### [WHAT TO DO]
Report how many lines in the data include the string "usize", and add nothing else.

(Collected data entries)

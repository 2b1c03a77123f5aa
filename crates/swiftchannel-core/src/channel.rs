//! Binding of a mapped region to its header and ring.
//!
//! A [`Channel`] is the in-process view of one region: it validates the
//! region on attach, runs the handshake for its role, and then forwards
//! sends and receives to the ring. It borrows the mapped bytes: the
//! mapping's lifetime belongs to the shared-memory collaborator, and
//! [`Channel::close`] releases only in-process state.

use std::ptr::NonNull;
use std::sync::atomic::Ordering;

use crate::config::{validate_flags, ChannelConfig};
use crate::error::{Error, Result};
use crate::handshake;
use crate::layout::{region_size, ring_offset, SharedHeader, MAGIC, SHARED_HEADER_SIZE};
use crate::ring::{ReadOutcome, RingBuffer};
use crate::version::Version;

enum Role {
    Sender,
    Receiver,
}

/// One attached end of a channel.
pub struct Channel {
    header: NonNull<SharedHeader>,
    ring: RingBuffer,
    max_message_size: u32,
    checksum: bool,
    open: bool,
}

// SAFETY: a Channel may move to another thread; concurrent use from two
// threads is excluded by the SPSC contract documented on the constructors.
unsafe impl Send for Channel {}

impl Channel {
    /// Attach to `region` as the producer, initializing it when fresh.
    ///
    /// # Safety
    ///
    /// - `region` must point to `len` valid, cache-line-aligned bytes that
    ///   stay mapped for the channel's lifetime.
    /// - The region must be zero-initialized when fresh.
    /// - At most one live producer channel per region.
    pub unsafe fn for_sender(region: *mut u8, len: usize, config: &ChannelConfig) -> Result<Self> {
        unsafe { Self::attach(region, len, config, Role::Sender) }
    }

    /// Attach to `region` as the consumer. Fails with
    /// [`Error::ChannelNotFound`] when the region is still uninitialized.
    ///
    /// # Safety
    ///
    /// Same contract as [`Channel::for_sender`], with at most one live
    /// consumer channel per region.
    pub unsafe fn for_receiver(region: *mut u8, len: usize, config: &ChannelConfig) -> Result<Self> {
        unsafe { Self::attach(region, len, config, Role::Receiver) }
    }

    unsafe fn attach(region: *mut u8, len: usize, config: &ChannelConfig, role: Role) -> Result<Self> {
        config.validate()?;
        if region.is_null() || len < SHARED_HEADER_SIZE {
            return Err(Error::InvalidMemoryLayout);
        }
        debug_assert_eq!(region as usize % crate::layout::CACHE_LINE_SIZE, 0);

        let header_ptr = region as *mut SharedHeader;
        let header_nn = NonNull::new(header_ptr).ok_or(Error::InvalidMemoryLayout)?;

        // The exclusive borrow taken by `initialize` must end before any
        // longer-lived shared reference to the header exists.
        match role {
            Role::Sender => {
                // SAFETY: caller guarantees `region` points to at least a
                // header's worth of valid, aligned bytes.
                let magic = unsafe { &*header_ptr }.magic.load(Ordering::Acquire);
                if magic == 0 {
                    if len < region_size(config.ring_size) {
                        return Err(Error::InvalidMemoryLayout);
                    }
                    // SAFETY: the region is fresh (magic still zero) and this
                    // process is its only toucher until magic is published.
                    handshake::initialize(
                        unsafe { &mut *header_ptr },
                        config.ring_size,
                        config.flags,
                    );
                } else {
                    // SAFETY: as above.
                    handshake::sender_attach(unsafe { &*header_ptr })?;
                }
            }
            // SAFETY: as above.
            Role::Receiver => handshake::receiver_attach(unsafe { &*header_ptr })?,
        }

        // The header is authoritative from here: a peer may have initialized
        // the region with a different (still valid) configuration.
        // SAFETY: initialization is over; from now on the header is only read
        // through shared references, and the peer only touches atomic fields.
        let header = unsafe { &*header_ptr };
        let ring_size = header.ring_size;
        let flags = header.flags;
        validate_flags(flags)?;
        if len < region_size(ring_size) {
            return Err(Error::InvalidMemoryLayout);
        }
        // The largest configured frame must keep fitting half the actual ring.
        if config.max_frame_size() > ring_size / 2 {
            return Err(Error::InvalidOperation);
        }

        // SAFETY: `region + ring_offset()` begins `ring_size` valid bytes
        // (length checked above); ring_size is a validated power of two.
        let ring = unsafe { RingBuffer::from_raw(region.add(ring_offset()), ring_size) };

        Ok(Self {
            header: header_nn,
            ring,
            max_message_size: config.max_message_size,
            checksum: flags & crate::layout::flags::NO_CHECKSUM == 0,
            open: true,
        })
    }

    #[inline]
    fn header(&self) -> &SharedHeader {
        // SAFETY: the caller of the constructor keeps the mapping alive for
        // the channel's lifetime, and `close` only flips the `open` flag.
        unsafe { self.header.as_ref() }
    }

    /// Append one message. Producer side only.
    pub fn send(&self, payload: &[u8]) -> Result<()> {
        if !self.open {
            return Err(Error::ChannelClosed);
        }
        if payload.len() > self.max_message_size as usize {
            return Err(Error::MessageTooLarge);
        }
        if self.ring.try_write(self.header(), payload, self.checksum) {
            Ok(())
        } else {
            Err(Error::ChannelFull)
        }
    }

    /// Consume one message into `out`. Consumer side only.
    ///
    /// Transient conditions come back as [`ReadOutcome`]; corruption is an
    /// error and leaves the region untouched so the caller can tear it down.
    pub fn recv(&self, out: &mut [u8]) -> Result<ReadOutcome> {
        if !self.open {
            return Err(Error::ChannelClosed);
        }
        match self.ring.try_read(self.header(), out, self.checksum) {
            ReadOutcome::Corrupt => Err(Error::MessageCorrupted),
            ReadOutcome::ChecksumMismatch => Err(Error::ChecksumMismatch),
            outcome => Ok(outcome),
        }
    }

    /// Bytes currently free for writing. Advisory.
    pub fn free_space(&self) -> u64 {
        if !self.open {
            return 0;
        }
        self.ring.free_space(self.header())
    }

    /// Bytes currently occupied by unread frames. Advisory.
    pub fn occupied(&self) -> u64 {
        if !self.open {
            return 0;
        }
        self.ring.occupied(self.header())
    }

    /// Largest accepted payload.
    #[inline]
    pub fn max_message_size(&self) -> u32 {
        self.max_message_size
    }

    /// Whether payload checksums are computed and verified on this channel.
    #[inline]
    pub fn checksum_enabled(&self) -> bool {
        self.checksum
    }

    /// Whether the handle is usable.
    #[inline]
    pub fn is_open(&self) -> bool {
        self.open
    }

    /// Release the in-process binding. Idempotent; the mapping itself stays
    /// with its owner.
    pub fn close(&mut self) {
        self.open = false;
    }
}

/// Snapshot of a region's control header, for diagnostics.
#[derive(Debug, Clone, Copy)]
pub struct RegionStatus {
    /// Protocol version the region was initialized with.
    pub version: Version,
    /// Ring capacity in bytes.
    pub ring_size: u64,
    /// Absolute write index at snapshot time.
    pub write_index: u64,
    /// Absolute read index at snapshot time.
    pub read_index: u64,
    /// Producer process id, 0 if none attached yet.
    pub sender_id: u32,
    /// Consumer process id, 0 if none attached yet.
    pub receiver_id: u32,
    /// Flag bits.
    pub flags: u64,
}

impl RegionStatus {
    /// Unread bytes at snapshot time.
    pub fn occupied(&self) -> u64 {
        self.write_index - self.read_index
    }
}

impl std::fmt::Display for RegionStatus {
    fn fmt(&self, f: &mut std::fmt::Formatter<'_>) -> std::fmt::Result {
        write!(
            f,
            "v{} ring={} w={} r={} occupied={}/{} ({}%) sender={} receiver={} flags={:#x}",
            self.version,
            self.ring_size,
            self.write_index,
            self.read_index,
            self.occupied(),
            self.ring_size,
            if self.ring_size > 0 {
                self.occupied() * 100 / self.ring_size
            } else {
                0
            },
            self.sender_id,
            self.receiver_id,
            self.flags,
        )
    }
}

/// Validate a mapped region and snapshot its header without attaching.
///
/// # Safety
///
/// `region` must point to `len` valid bytes of a mapped channel region.
pub unsafe fn region_status(region: *const u8, len: usize) -> Result<RegionStatus> {
    if region.is_null() || len < SHARED_HEADER_SIZE {
        return Err(Error::InvalidMemoryLayout);
    }
    // SAFETY: length checked; the header is read through shared reference
    // and atomic loads only.
    let header = unsafe { &*(region as *const SharedHeader) };
    if header.magic.load(Ordering::Acquire) != MAGIC {
        return Err(Error::ChannelNotFound);
    }
    handshake::validate(header)?;
    Ok(RegionStatus {
        version: Version::unpack(header.version),
        ring_size: header.ring_size,
        write_index: header.write_index.load(Ordering::Acquire),
        read_index: header.read_index.load(Ordering::Acquire),
        sender_id: header.sender_id.load(Ordering::Relaxed),
        receiver_id: header.receiver_id.load(Ordering::Relaxed),
        flags: header.flags,
    })
}

#[cfg(test)]
mod tests {
    use super::*;
    use crate::layout::flags;

    /// Heap-backed stand-in for a mapped region, cache-line aligned and
    /// zero-initialized like a fresh mapping.
    pub(crate) struct FakeRegion {
        ptr: *mut u8,
        layout: std::alloc::Layout,
    }

    impl FakeRegion {
        pub(crate) fn new(len: usize) -> Self {
            let layout = std::alloc::Layout::from_size_align(len, 64).unwrap();
            // SAFETY: layout has non-zero size in every test.
            let ptr = unsafe { std::alloc::alloc_zeroed(layout) };
            assert!(!ptr.is_null());
            Self { ptr, layout }
        }

        pub(crate) fn ptr(&self) -> *mut u8 {
            self.ptr
        }

        pub(crate) fn len(&self) -> usize {
            self.layout.size()
        }
    }

    impl Drop for FakeRegion {
        fn drop(&mut self) {
            // SAFETY: allocated with the stored layout in `new`.
            unsafe { std::alloc::dealloc(self.ptr, self.layout) };
        }
    }

    fn small_config() -> ChannelConfig {
        ChannelConfig {
            ring_size: 4096,
            max_message_size: 1024,
            flags: flags::NO_CHECKSUM,
        }
    }

    #[test]
    fn test_sender_initializes_fresh_region() {
        let region = FakeRegion::new(region_size(4096));
        let ch = unsafe { Channel::for_sender(region.ptr(), region.len(), &small_config()) }.unwrap();
        assert!(ch.is_open());
        assert_eq!(ch.free_space(), 4096);

        let status = unsafe { region_status(region.ptr(), region.len()) }.unwrap();
        assert_eq!(status.ring_size, 4096);
        assert_eq!(status.sender_id, std::process::id());
    }

    #[test]
    fn test_receiver_requires_initialized_region() {
        let region = FakeRegion::new(region_size(4096));
        let err = unsafe { Channel::for_receiver(region.ptr(), region.len(), &small_config()) };
        assert_eq!(err.err(), Some(Error::ChannelNotFound));

        unsafe { Channel::for_sender(region.ptr(), region.len(), &small_config()) }.unwrap();
        unsafe { Channel::for_receiver(region.ptr(), region.len(), &small_config()) }.unwrap();
    }

    #[test]
    fn test_undersized_region_refused() {
        let region = FakeRegion::new(2048);
        let err = unsafe { Channel::for_sender(region.ptr(), region.len(), &small_config()) };
        assert_eq!(err.err(), Some(Error::InvalidMemoryLayout));
    }

    #[test]
    fn test_receiver_adopts_header_ring_size() {
        // Sender creates with an 8 KiB ring; receiver arrives configured for
        // 4 KiB but maps the full region. The header wins.
        let big = ChannelConfig { ring_size: 8192, ..small_config() };
        let region = FakeRegion::new(region_size(8192));
        let tx = unsafe { Channel::for_sender(region.ptr(), region.len(), &big) }.unwrap();
        let rx = unsafe { Channel::for_receiver(region.ptr(), region.len(), &small_config()) }.unwrap();

        tx.send(&[9u8; 1000]).unwrap();
        let mut out = [0u8; 1024];
        assert_eq!(rx.recv(&mut out).unwrap(), ReadOutcome::Delivered { len: 1000 });
        assert_eq!(rx.free_space(), 8192);
    }

    #[test]
    fn test_oversize_send_has_no_side_effect() {
        let region = FakeRegion::new(region_size(4096));
        let ch = unsafe { Channel::for_sender(region.ptr(), region.len(), &small_config()) }.unwrap();
        assert_eq!(ch.send(&[0u8; 1025]), Err(Error::MessageTooLarge));
        assert_eq!(ch.free_space(), 4096);
    }

    #[test]
    fn test_close_is_idempotent() {
        let region = FakeRegion::new(region_size(4096));
        let mut ch =
            unsafe { Channel::for_sender(region.ptr(), region.len(), &small_config()) }.unwrap();
        ch.close();
        assert!(!ch.is_open());
        ch.close();
        assert!(!ch.is_open());
        assert_eq!(ch.send(b"x"), Err(Error::ChannelClosed));
    }

    #[test]
    fn test_status_of_uninitialized_region() {
        let region = FakeRegion::new(region_size(4096));
        let err = unsafe { region_status(region.ptr(), region.len()) };
        assert_eq!(err.err(), Some(Error::ChannelNotFound));
    }
}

### [YOUR RESPONSE]
8